Conclusion ATOS represents a large improvement in the field of transportation both in terms of service to the end users and in terms of operations. The intent of this concept was to develop an understanding of a possible systems approach to integrate the DSRC technology into a true real time transportation system. It provides a viable cost-effective improvement across the spectrum of concerns. It maximizes capacity, traffic flow through optimization and improves logistics and traffic safety through integration of data. The by-products of these efforts will be a decrease in emissions and increase in the level of sustainability. Coupled with other new developing technologies such as electric vehicles, dual modular transportation systems, and high speed trains this can provide better quality of life for all. Figure 4. Interoperability with various automobiles and modes will increase our knowledge of how to best approach transportation management.
Addressing the Criteria: Feasibility & Prudence: Given the extreme cost of congestion and traffic accidents this system will reduce operating costs for travelers. The cost of ensuring security will be balanced with an increasingly technological society. Production costs will be reduced be partnerships with manufactures. The economy of scale will in any case would significantly reduce production costs as well. Additionally, this system provides reductions in environmental pollution to which there is no empirical method to determine the real monetary benefit at this time. Thus such a system is both feasible and prudent.
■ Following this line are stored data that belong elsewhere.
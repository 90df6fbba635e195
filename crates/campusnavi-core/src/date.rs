//! Date values and permissive date coercion.
//!
//! Calendar exports do not always carry well-formed date properties. A
//! [`DateValue`] is whatever the parser could recover for a date property:
//! either a typed value the iCalendar library understood, or the raw
//! property text. [`coerce_date`] turns any of these into a calendar date.

use std::fmt;
use std::sync::LazyLock;

use chrono::{DateTime, NaiveDate, NaiveDateTime, Utc};
use regex::Regex;
use serde::{Deserialize, Serialize};

/// First `YYYYMMDD` run anywhere in a string.
static YYYYMMDD_REGEX: LazyLock<Regex> =
    LazyLock::new(|| Regex::new(r"(\d{4})(\d{2})(\d{2})").expect("Invalid YYYYMMDD regex"));

/// A date property value as recovered from a calendar export.
#[derive(Debug, Clone, PartialEq, Eq, Serialize, Deserialize)]
#[serde(tag = "type", content = "value")]
pub enum DateValue {
    /// A date without time (`VALUE=DATE`).
    Date(NaiveDate),
    /// A floating or TZID-qualified date-time, wall clock as written.
    DateTime(NaiveDateTime),
    /// A UTC date-time (`Z` suffix).
    Utc(DateTime<Utc>),
    /// Raw property text the parser could not type.
    Text(String),
}

impl DateValue {
    /// Creates a text value from raw property content.
    pub fn text(raw: impl Into<String>) -> Self {
        Self::Text(raw.into())
    }

    /// Returns the calendar date for typed values.
    ///
    /// `Text` values return `None`; they need [`coerce_date`].
    pub fn to_date(&self) -> Option<NaiveDate> {
        match self {
            Self::Date(date) => Some(*date),
            Self::DateTime(dt) => Some(dt.date()),
            Self::Utc(dt) => Some(dt.date_naive()),
            Self::Text(_) => None,
        }
    }

    /// Returns true if the parser produced a typed value.
    pub fn is_typed(&self) -> bool {
        !matches!(self, Self::Text(_))
    }
}

impl fmt::Display for DateValue {
    fn fmt(&self, f: &mut fmt::Formatter<'_>) -> fmt::Result {
        match self {
            Self::Date(date) => write!(f, "{}", date.format("%Y%m%d")),
            Self::DateTime(dt) => write!(f, "{}", dt.format("%Y%m%dT%H%M%S")),
            Self::Utc(dt) => write!(f, "{}", dt.format("%Y%m%dT%H%M%SZ")),
            Self::Text(raw) => f.write_str(raw),
        }
    }
}

/// Coerces a date property into a calendar date.
///
/// Fallback order, first success wins:
/// 1. typed values convert directly
/// 2. the first `YYYYMMDD` digit run in the stringified value, ignoring any
///    time or timezone suffix
/// 3. absence
///
/// Any eight consecutive digits are read as a date. A run that is not a real
/// calendar date (month 13, February 30) yields `None` rather than rolling
/// over into a neighbouring month.
pub fn coerce_date(value: Option<&DateValue>) -> Option<NaiveDate> {
    let value = value?;

    if let Some(date) = value.to_date() {
        return Some(date);
    }

    extract_yyyymmdd(&value.to_string())
}

/// Finds the first `YYYYMMDD` run in `text` and builds a date from it.
pub fn extract_yyyymmdd(text: &str) -> Option<NaiveDate> {
    let caps = YYYYMMDD_REGEX.captures(text)?;
    let year: i32 = caps[1].parse().ok()?;
    let month: u32 = caps[2].parse().ok()?;
    let day: u32 = caps[3].parse().ok()?;
    NaiveDate::from_ymd_opt(year, month, day)
}
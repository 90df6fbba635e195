//! iCalendar adapter.
//!
//! Wraps the `icalendar` component tree behind [`CalendarDocument`] and
//! [`CalendarEvent`], so the rest of the crate only sees the handful of
//! properties schedule ingestion needs.

use chrono::{NaiveDate, NaiveDateTime, TimeZone, Utc};
use icalendar::{
    Calendar, CalendarComponent, CalendarDateTime, Component, DatePerhapsTime, EventLike,
};
use thiserror::Error;
use tracing::{debug, warn};

use campusnavi_core::DateValue;

/// The calendar payload could not be turned into a component tree.
#[derive(Debug, Clone, PartialEq, Eq, Error)]
#[error("could not parse calendar data: {message}")]
pub struct ParseError {
    message: String,
}

impl ParseError {
    fn new(message: impl Into<String>) -> Self {
        Self {
            message: message.into(),
        }
    }

    pub fn message(&self) -> &str {
        &self.message
    }
}

/// Returns true if `body` is an HTML page rather than calendar data.
///
/// Login redirects of the export endpoint land on an HTML page; the body
/// then starts with markup or carries a doctype somewhere near the top.
pub fn looks_like_html(body: &str) -> bool {
    let trimmed = body.trim_start();
    trimmed.starts_with('<') || body.to_ascii_lowercase().contains("<!doctype html")
}

/// Properties of one calendar entry.
#[derive(Debug, Clone, Default, PartialEq, Eq)]
pub struct EventProperties {
    pub uid: Option<String>,
    pub start_time: Option<DateValue>,
    pub due_time: Option<DateValue>,
    pub summary: Option<String>,
    pub description: Option<String>,
}

/// One entry of a [`CalendarDocument`].
#[derive(Debug, Clone, PartialEq, Eq)]
pub enum CalendarEvent {
    /// A `VEVENT` component.
    Event(EventProperties),
    /// A `VTODO` component.
    Task(EventProperties),
}

impl CalendarEvent {
    pub fn properties(&self) -> &EventProperties {
        match self {
            Self::Event(props) | Self::Task(props) => props,
        }
    }

    pub fn uid(&self) -> Option<&str> {
        self.properties().uid.as_deref()
    }

    pub fn start_time(&self) -> Option<&DateValue> {
        self.properties().start_time.as_ref()
    }

    pub fn due_time(&self) -> Option<&DateValue> {
        self.properties().due_time.as_ref()
    }

    pub fn summary(&self) -> Option<&str> {
        self.properties().summary.as_deref()
    }

    pub fn description(&self) -> Option<&str> {
        self.properties().description.as_deref()
    }

    /// Returns true for `VTODO` entries.
    pub fn is_task(&self) -> bool {
        matches!(self, Self::Task(_))
    }
}

/// A parsed calendar export, events in feed order.
#[derive(Debug, Clone, Default, PartialEq, Eq)]
pub struct CalendarDocument {
    events: Vec<CalendarEvent>,
}

impl CalendarDocument {
    /// Builds a document directly from events.
    pub fn from_events(events: Vec<CalendarEvent>) -> Self {
        Self { events }
    }

    /// Parses iCalendar text.
    ///
    /// # Errors
    ///
    /// Returns [`ParseError`] when the text is not a `VCALENDAR` or the
    /// component tree cannot be built.
    pub fn parse(ics: &str) -> Result<Self, ParseError> {
        let trimmed = ics.trim_start_matches('\u{feff}').trim();
        if !trimmed
            .get(..15)
            .is_some_and(|head| head.eq_ignore_ascii_case("BEGIN:VCALENDAR"))
        {
            return Err(ParseError::new("payload does not start with BEGIN:VCALENDAR"));
        }

        let calendar = trimmed.parse::<Calendar>().map_err(|e| {
            warn!(error = %e, "Failed to parse ICS content");
            ParseError::new(e)
        })?;

        let events = calendar
            .iter()
            .filter_map(|component| match component {
                CalendarComponent::Event(event) => Some(CalendarEvent::Event(EventProperties {
                    uid: event.get_uid().map(str::to_string),
                    start_time: date_property(event.get_start(), event.property_value("DTSTART")),
                    due_time: event.property_value("DUE").map(parse_date_text),
                    summary: event.get_summary().map(str::to_string),
                    description: event.get_description().map(str::to_string),
                })),
                CalendarComponent::Todo(todo) => Some(CalendarEvent::Task(EventProperties {
                    uid: todo.get_uid().map(str::to_string),
                    start_time: todo.property_value("DTSTART").map(parse_date_text),
                    due_time: todo.property_value("DUE").map(parse_date_text),
                    summary: todo.get_summary().map(str::to_string),
                    description: todo.get_description().map(str::to_string),
                })),
                _ => None,
            })
            .inspect(|event| {
                debug!(
                    uid = ?event.uid(),
                    summary = ?event.summary(),
                    start = ?event.start_time(),
                    due = ?event.due_time(),
                    "Parsed calendar entry"
                );
            })
            .collect();

        Ok(Self { events })
    }

    pub fn events(&self) -> &[CalendarEvent] {
        &self.events
    }

    pub fn len(&self) -> usize {
        self.events.len()
    }

    pub fn is_empty(&self) -> bool {
        self.events.is_empty()
    }
}

/// Prefers the library's typed value and falls back to the raw text.
fn date_property(typed: Option<DatePerhapsTime>, raw: Option<&str>) -> Option<DateValue> {
    match typed {
        Some(dt) => Some(convert_date_time(dt)),
        None => raw.map(DateValue::text),
    }
}

/// Converts icalendar `DatePerhapsTime` to a [`DateValue`].
fn convert_date_time(dt: DatePerhapsTime) -> DateValue {
    match dt {
        DatePerhapsTime::Date(date) => DateValue::Date(date),
        DatePerhapsTime::DateTime(cdt) => match cdt {
            CalendarDateTime::Utc(dt) => DateValue::Utc(dt),
            CalendarDateTime::Floating(naive) => DateValue::DateTime(naive),
            CalendarDateTime::WithTimezone { date_time, tzid: _ } => {
                DateValue::DateTime(date_time)
            }
        },
    }
}

/// Types a raw iCalendar date string when it is well-formed.
///
/// Used for properties the library has no typed accessor for on the given
/// component (`DUE` on events, date properties on tasks).
///
/// Handles `20250205T100000Z`, `20250205T100000` and `20250205`; anything
/// else is kept as text.
fn parse_date_text(raw: &str) -> DateValue {
    let s = raw.trim();

    if s.len() == 8
        && s.chars().all(|c| c.is_ascii_digit())
        && let Ok(date) = NaiveDate::parse_from_str(s, "%Y%m%d")
    {
        return DateValue::Date(date);
    }

    if let Some(utc) = s.strip_suffix('Z')
        && let Ok(dt) = NaiveDateTime::parse_from_str(utc, "%Y%m%dT%H%M%S")
    {
        return DateValue::Utc(Utc.from_utc_datetime(&dt));
    }

    if let Ok(dt) = NaiveDateTime::parse_from_str(s, "%Y%m%dT%H%M%S") {
        return DateValue::DateTime(dt);
    }

    DateValue::text(raw)
}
Potential for Widespread Adoption: Almost all automotive manufactures include electrical systems in their production models thus it will be very easy to develop a universal DSRC circuit package. Older systems could run directly on battery power. Advanced autos could use electric power from electric motors or solar power. So this concept is very versatile and adaptable. It would especially useful for high demand BRT and conventional bus systems. Innovation: This systems concept plan is unique in its attempt to span motor modes of transportation and not just change the red light but to create an optimal highway system that changes all of the lights. Social Benefit: This is the most important aspect of this concept: the benefits to society. Travelers would experience less congestion, fewer wait times, higher possible travel speeds and increased response to accidents and emergencies. Transit users could benefit from real time information and stoplight pre-emption. Society would benefit from the reduction in emissions caused by congestion. Sustainability would be incrementally improved across the board since the main source of carbon emissions is from automobiles.